# ABOUT THIS EXERCISE
Show all the lines in the data below that include the word "exit".

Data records
"""

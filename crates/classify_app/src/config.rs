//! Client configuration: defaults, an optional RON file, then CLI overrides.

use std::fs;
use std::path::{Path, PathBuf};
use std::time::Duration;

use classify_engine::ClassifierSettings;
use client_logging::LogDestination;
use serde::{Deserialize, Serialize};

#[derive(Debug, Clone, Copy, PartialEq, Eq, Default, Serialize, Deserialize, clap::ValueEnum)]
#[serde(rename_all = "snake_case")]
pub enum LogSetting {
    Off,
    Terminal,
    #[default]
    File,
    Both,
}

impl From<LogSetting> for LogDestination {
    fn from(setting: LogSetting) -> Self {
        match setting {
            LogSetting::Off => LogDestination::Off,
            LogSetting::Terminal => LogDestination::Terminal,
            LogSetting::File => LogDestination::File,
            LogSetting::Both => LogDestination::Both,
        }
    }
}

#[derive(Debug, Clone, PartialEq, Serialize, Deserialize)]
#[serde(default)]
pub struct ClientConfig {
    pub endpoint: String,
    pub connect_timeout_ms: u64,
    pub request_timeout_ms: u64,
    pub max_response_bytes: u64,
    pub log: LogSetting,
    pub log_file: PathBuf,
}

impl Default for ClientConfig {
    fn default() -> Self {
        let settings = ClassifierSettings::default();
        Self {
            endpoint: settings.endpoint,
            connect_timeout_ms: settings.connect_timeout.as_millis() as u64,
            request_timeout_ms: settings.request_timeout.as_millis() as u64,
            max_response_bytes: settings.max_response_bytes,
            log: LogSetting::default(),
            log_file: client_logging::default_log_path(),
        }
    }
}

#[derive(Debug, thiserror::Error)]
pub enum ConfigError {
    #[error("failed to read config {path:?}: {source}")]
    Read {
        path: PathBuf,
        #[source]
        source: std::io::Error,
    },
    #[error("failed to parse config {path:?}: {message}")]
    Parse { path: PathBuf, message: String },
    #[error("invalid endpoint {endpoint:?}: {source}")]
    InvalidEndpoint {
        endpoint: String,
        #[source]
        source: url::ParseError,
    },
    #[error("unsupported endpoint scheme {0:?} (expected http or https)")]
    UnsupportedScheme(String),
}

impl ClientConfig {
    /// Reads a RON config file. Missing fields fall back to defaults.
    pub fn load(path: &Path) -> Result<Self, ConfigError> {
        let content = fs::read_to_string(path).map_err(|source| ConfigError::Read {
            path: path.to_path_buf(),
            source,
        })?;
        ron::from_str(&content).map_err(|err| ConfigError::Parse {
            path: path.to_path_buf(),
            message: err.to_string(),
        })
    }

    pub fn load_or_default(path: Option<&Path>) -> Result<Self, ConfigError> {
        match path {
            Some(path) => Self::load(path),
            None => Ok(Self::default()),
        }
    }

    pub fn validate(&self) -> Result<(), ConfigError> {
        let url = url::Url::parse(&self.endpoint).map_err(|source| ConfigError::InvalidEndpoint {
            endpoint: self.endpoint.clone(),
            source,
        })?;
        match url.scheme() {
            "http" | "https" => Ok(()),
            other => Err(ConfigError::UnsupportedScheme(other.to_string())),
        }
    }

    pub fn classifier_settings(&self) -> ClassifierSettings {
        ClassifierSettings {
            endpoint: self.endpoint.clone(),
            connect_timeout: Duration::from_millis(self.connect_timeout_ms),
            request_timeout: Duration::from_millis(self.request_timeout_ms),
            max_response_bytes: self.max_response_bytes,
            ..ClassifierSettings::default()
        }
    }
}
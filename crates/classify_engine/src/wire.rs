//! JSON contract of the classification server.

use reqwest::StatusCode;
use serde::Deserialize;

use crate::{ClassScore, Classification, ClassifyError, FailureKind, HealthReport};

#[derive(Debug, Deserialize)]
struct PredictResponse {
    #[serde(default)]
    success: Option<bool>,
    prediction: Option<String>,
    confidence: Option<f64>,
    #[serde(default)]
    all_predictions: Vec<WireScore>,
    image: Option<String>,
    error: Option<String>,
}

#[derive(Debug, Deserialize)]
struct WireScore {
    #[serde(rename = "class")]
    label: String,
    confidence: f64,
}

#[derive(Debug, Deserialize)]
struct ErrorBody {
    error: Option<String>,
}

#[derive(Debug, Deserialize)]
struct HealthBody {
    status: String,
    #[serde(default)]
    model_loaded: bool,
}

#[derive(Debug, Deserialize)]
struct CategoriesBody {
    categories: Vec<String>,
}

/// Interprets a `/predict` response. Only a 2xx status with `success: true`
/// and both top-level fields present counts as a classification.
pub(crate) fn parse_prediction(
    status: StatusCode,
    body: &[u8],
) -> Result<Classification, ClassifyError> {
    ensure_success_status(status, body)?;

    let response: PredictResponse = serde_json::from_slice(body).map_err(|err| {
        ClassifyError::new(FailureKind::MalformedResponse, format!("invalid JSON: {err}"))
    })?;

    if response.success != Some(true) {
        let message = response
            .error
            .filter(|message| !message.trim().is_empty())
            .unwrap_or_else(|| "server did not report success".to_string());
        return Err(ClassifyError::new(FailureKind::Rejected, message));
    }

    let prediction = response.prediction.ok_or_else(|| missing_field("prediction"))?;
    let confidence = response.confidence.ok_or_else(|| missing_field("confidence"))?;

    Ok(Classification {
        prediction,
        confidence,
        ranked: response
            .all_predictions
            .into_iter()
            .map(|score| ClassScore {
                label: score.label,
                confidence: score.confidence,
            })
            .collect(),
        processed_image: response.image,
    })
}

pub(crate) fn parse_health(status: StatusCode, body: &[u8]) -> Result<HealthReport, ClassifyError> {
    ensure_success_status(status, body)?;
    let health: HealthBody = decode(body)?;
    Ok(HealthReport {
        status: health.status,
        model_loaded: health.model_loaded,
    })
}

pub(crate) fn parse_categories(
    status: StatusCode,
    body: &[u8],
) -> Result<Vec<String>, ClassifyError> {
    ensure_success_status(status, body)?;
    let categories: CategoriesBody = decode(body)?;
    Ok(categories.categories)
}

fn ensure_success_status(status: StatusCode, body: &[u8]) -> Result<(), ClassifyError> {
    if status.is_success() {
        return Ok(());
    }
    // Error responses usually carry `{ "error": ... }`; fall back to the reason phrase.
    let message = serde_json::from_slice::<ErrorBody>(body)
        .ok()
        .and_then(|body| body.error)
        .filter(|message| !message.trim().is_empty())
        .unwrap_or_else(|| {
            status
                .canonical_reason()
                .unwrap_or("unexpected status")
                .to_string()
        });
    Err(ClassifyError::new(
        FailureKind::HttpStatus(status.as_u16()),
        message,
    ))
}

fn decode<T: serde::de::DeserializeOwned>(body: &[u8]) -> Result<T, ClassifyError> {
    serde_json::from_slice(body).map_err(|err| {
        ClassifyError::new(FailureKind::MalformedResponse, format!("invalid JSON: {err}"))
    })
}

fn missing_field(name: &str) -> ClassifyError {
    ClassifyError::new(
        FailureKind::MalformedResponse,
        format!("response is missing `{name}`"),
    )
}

"""
"""

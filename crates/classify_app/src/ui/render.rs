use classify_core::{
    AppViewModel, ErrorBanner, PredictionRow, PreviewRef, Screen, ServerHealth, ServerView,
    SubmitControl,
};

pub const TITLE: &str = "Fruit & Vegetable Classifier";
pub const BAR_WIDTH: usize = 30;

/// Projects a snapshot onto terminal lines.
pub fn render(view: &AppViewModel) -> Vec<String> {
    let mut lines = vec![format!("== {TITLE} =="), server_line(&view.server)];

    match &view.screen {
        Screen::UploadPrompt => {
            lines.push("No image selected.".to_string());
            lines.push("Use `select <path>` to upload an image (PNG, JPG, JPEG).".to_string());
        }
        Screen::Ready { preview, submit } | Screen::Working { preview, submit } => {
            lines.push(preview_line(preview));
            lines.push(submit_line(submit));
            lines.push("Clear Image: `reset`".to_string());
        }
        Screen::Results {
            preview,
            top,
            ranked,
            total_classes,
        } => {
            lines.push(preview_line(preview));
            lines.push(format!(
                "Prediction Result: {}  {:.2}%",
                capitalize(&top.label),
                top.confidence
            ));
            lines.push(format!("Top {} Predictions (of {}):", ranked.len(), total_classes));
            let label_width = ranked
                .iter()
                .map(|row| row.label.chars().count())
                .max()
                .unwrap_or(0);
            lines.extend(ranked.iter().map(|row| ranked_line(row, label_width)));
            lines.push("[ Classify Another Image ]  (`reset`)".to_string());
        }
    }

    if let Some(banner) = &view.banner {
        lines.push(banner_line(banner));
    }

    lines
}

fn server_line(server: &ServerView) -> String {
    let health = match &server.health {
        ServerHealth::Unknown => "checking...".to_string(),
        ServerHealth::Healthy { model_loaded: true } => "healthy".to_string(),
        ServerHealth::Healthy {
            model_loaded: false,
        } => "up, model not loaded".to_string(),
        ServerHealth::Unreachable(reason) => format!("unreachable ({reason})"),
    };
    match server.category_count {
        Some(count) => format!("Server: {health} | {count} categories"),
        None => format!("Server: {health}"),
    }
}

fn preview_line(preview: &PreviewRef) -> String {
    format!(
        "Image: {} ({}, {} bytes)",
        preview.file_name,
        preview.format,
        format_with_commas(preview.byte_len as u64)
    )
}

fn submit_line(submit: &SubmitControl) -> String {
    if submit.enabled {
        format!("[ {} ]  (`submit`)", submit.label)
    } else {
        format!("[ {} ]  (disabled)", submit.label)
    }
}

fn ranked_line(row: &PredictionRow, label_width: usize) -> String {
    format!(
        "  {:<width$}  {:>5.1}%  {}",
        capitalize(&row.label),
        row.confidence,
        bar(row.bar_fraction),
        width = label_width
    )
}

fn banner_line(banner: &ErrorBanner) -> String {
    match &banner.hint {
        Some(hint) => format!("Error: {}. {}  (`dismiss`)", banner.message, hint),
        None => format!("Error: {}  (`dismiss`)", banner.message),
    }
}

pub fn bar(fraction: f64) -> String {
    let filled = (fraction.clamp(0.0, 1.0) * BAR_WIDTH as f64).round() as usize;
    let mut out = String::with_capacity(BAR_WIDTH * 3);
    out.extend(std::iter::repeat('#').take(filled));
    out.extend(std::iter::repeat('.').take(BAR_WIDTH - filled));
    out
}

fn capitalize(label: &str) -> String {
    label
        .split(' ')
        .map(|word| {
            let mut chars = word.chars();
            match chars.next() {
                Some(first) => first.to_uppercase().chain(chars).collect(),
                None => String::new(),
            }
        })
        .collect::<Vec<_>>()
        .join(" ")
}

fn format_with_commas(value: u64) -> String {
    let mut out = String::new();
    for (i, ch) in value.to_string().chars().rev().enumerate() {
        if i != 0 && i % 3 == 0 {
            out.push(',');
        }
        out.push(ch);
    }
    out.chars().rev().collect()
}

"""
"""

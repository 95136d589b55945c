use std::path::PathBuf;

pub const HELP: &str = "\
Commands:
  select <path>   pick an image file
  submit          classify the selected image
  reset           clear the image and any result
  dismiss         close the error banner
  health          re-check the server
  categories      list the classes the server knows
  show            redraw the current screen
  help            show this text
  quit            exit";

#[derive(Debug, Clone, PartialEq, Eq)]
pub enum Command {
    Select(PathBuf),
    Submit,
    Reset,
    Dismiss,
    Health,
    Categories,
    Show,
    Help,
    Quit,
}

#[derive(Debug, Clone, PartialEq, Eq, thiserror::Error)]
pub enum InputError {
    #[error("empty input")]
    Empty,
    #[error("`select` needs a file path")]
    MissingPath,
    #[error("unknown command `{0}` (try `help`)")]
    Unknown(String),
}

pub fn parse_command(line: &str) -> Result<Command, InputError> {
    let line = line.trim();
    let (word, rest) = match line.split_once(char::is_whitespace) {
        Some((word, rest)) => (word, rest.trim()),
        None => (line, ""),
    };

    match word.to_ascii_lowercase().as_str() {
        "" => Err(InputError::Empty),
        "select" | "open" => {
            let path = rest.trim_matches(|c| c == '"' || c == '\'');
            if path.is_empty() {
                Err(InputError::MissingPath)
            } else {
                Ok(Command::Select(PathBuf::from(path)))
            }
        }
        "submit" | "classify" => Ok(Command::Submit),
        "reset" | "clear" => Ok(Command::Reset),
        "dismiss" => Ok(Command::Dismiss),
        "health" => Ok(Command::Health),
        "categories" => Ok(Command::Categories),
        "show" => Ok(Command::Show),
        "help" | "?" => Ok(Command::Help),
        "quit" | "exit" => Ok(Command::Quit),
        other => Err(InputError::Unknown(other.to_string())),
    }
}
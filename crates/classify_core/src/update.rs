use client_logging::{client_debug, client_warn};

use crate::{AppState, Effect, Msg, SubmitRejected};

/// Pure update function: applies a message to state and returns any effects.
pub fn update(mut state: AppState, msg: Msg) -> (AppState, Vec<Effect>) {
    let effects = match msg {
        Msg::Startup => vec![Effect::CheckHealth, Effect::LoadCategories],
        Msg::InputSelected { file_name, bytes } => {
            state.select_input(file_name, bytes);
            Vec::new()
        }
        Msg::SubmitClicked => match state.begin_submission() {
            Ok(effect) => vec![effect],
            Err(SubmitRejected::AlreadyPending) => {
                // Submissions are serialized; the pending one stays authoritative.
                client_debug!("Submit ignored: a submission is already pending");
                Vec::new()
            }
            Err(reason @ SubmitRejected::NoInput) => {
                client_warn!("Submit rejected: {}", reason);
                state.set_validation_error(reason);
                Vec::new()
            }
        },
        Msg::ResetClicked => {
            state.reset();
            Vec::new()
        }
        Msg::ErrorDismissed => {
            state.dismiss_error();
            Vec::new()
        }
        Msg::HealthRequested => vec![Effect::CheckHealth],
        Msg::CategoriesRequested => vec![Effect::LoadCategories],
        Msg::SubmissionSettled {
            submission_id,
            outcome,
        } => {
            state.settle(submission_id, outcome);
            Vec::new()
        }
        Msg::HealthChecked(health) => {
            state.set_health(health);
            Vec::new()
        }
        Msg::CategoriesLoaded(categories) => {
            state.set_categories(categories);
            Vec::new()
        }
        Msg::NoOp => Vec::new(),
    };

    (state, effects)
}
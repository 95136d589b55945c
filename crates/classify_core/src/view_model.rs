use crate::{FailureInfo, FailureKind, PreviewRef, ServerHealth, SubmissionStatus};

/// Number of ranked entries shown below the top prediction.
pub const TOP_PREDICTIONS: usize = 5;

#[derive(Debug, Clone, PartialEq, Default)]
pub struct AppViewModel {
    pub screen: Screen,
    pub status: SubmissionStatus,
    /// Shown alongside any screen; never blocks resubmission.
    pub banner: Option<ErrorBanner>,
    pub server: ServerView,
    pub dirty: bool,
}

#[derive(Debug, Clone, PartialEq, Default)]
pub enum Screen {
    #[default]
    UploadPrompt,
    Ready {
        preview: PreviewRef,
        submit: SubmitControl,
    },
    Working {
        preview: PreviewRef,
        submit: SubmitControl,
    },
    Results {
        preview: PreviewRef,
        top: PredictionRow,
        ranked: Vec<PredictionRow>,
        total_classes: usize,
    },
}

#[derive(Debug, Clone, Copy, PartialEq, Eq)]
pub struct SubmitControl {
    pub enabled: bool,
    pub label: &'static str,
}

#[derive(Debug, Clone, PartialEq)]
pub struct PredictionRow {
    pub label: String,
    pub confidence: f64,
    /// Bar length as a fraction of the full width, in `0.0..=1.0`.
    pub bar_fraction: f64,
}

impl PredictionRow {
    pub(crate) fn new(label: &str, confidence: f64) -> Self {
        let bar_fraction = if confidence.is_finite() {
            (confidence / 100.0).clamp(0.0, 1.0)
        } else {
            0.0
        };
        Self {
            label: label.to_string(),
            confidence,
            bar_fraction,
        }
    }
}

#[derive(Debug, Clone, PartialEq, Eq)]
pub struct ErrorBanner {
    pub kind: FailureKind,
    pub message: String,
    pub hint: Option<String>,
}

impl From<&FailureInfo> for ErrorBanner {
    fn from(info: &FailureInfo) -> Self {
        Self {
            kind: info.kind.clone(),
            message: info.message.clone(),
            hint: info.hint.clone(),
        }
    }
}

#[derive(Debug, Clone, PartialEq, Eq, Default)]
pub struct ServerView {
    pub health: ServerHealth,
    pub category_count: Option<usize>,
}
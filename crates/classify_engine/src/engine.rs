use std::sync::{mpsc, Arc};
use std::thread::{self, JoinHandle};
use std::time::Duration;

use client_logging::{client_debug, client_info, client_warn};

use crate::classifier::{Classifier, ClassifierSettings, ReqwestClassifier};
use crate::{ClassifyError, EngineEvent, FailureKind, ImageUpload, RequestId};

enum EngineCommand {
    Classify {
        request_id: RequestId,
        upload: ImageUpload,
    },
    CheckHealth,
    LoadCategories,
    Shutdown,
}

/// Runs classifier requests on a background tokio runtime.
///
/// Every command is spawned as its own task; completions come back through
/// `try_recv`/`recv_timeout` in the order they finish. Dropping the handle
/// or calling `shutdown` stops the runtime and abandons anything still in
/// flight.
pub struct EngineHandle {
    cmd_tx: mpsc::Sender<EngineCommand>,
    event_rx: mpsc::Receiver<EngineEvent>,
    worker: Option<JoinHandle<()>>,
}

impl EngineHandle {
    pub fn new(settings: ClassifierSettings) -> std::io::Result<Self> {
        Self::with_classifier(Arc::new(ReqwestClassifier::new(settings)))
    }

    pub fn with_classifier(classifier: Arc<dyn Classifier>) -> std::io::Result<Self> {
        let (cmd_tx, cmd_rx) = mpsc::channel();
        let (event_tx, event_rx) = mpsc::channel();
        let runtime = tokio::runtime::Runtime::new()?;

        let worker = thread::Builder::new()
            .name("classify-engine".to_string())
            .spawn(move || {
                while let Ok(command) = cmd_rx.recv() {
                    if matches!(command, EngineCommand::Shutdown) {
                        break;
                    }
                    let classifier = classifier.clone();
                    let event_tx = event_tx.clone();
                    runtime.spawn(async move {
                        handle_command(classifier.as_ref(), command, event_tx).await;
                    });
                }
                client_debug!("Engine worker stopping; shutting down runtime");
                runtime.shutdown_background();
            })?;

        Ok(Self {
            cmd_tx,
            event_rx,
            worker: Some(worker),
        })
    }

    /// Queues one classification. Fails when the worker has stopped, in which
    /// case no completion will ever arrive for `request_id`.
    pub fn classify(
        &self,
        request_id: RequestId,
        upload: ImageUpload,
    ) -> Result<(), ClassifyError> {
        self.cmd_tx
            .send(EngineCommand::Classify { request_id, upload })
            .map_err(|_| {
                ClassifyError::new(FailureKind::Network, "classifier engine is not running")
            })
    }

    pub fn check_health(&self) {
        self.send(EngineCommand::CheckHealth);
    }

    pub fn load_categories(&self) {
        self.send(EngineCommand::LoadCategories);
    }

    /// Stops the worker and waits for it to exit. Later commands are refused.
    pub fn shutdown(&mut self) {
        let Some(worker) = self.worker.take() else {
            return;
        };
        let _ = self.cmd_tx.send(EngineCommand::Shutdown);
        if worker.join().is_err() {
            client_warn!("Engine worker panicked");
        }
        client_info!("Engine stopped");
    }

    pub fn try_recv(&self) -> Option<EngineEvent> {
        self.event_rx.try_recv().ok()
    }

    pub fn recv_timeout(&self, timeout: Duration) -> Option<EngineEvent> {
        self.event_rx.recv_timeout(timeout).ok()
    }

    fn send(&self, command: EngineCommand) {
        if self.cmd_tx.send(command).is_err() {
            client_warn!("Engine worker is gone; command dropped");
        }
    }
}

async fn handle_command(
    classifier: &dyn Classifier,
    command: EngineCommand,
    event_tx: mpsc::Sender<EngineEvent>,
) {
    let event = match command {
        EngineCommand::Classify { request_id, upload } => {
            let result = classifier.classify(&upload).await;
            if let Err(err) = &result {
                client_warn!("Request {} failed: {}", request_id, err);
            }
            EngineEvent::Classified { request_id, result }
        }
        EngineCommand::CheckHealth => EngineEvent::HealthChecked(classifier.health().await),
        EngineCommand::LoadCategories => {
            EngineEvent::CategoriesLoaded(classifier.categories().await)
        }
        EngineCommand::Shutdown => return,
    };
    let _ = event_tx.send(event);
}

"""

# ANSWER SPACE
  quit            exit";
        "quit" | "exit" => Ok(Command::Quit),
    /// Stops the worker and waits for it to exit. Later commands are refused.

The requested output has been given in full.